**Required work**.
Each line with the string "number" is to be copied from the records below.

--------------------

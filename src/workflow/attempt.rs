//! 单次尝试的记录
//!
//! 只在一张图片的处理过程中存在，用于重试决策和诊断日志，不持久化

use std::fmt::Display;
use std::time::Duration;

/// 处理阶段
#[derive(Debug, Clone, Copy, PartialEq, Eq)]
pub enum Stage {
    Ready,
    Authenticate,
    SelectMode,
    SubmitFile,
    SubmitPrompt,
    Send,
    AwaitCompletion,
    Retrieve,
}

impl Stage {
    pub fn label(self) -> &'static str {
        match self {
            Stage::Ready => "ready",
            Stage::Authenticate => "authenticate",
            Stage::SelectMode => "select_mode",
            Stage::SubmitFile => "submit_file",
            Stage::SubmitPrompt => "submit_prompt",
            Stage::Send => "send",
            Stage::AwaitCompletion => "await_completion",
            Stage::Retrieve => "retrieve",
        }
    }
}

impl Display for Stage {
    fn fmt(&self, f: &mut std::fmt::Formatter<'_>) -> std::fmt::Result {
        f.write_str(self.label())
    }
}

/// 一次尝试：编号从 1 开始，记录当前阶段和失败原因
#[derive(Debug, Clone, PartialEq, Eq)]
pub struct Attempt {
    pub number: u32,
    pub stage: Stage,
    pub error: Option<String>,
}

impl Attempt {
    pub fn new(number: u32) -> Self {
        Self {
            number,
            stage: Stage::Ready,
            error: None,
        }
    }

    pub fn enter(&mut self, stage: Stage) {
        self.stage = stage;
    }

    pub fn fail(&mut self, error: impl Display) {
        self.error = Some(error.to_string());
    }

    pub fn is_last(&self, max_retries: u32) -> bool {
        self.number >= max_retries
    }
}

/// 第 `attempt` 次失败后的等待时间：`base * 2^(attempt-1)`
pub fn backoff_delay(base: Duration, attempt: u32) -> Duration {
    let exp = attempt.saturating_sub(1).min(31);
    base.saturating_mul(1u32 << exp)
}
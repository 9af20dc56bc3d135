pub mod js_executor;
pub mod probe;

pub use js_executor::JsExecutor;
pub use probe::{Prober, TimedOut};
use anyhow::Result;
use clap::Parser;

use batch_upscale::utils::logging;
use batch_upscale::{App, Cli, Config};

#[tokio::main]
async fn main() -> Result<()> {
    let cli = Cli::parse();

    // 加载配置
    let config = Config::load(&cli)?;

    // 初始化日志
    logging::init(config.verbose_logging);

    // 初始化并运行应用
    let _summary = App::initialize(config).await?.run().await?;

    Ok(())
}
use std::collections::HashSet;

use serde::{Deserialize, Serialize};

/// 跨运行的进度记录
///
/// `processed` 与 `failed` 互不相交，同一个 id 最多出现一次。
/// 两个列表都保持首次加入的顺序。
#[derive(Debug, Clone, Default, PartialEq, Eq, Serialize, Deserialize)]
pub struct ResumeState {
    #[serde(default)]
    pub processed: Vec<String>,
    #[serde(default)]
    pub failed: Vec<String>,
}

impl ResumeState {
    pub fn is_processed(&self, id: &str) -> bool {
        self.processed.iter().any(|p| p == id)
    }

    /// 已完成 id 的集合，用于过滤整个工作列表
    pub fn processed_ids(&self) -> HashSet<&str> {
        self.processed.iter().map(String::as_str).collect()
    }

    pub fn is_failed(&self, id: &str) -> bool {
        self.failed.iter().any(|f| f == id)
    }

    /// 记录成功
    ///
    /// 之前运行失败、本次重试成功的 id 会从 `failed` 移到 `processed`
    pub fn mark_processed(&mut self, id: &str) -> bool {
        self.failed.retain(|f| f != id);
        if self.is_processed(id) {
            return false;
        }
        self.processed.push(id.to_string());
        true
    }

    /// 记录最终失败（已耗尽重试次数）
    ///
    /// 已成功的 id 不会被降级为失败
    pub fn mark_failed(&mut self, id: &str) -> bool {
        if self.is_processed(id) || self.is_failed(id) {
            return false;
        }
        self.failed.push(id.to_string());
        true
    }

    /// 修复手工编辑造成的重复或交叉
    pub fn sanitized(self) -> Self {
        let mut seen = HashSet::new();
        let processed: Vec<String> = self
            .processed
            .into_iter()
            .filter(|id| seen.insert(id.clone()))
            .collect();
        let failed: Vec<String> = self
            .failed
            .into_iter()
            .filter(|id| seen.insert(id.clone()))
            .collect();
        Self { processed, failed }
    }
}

--------------------

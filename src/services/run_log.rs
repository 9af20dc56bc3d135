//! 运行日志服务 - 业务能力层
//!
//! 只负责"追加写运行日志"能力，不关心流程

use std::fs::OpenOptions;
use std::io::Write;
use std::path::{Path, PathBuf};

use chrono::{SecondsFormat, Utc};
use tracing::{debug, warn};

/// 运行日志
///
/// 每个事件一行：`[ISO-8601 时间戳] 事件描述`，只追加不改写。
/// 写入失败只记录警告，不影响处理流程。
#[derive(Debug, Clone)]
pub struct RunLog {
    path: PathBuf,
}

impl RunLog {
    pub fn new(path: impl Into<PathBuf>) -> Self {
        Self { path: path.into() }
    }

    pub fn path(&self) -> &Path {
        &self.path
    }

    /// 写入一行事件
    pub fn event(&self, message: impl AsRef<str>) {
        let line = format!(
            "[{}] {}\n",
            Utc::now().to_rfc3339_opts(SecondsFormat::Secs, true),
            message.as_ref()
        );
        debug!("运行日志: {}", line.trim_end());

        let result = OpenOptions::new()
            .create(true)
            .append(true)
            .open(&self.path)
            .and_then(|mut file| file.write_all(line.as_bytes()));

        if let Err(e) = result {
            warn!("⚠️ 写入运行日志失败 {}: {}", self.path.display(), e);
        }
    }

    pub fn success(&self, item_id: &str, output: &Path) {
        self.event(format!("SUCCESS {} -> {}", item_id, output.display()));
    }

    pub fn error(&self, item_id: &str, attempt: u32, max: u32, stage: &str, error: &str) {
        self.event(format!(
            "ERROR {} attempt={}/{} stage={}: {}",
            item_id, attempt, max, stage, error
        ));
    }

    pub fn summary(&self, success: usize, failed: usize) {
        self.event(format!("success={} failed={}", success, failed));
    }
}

--------------------

**Answer section**.
    pub number: u32,
    pub fn new(number: u32) -> Self {
            number,
        self.number >= max_retries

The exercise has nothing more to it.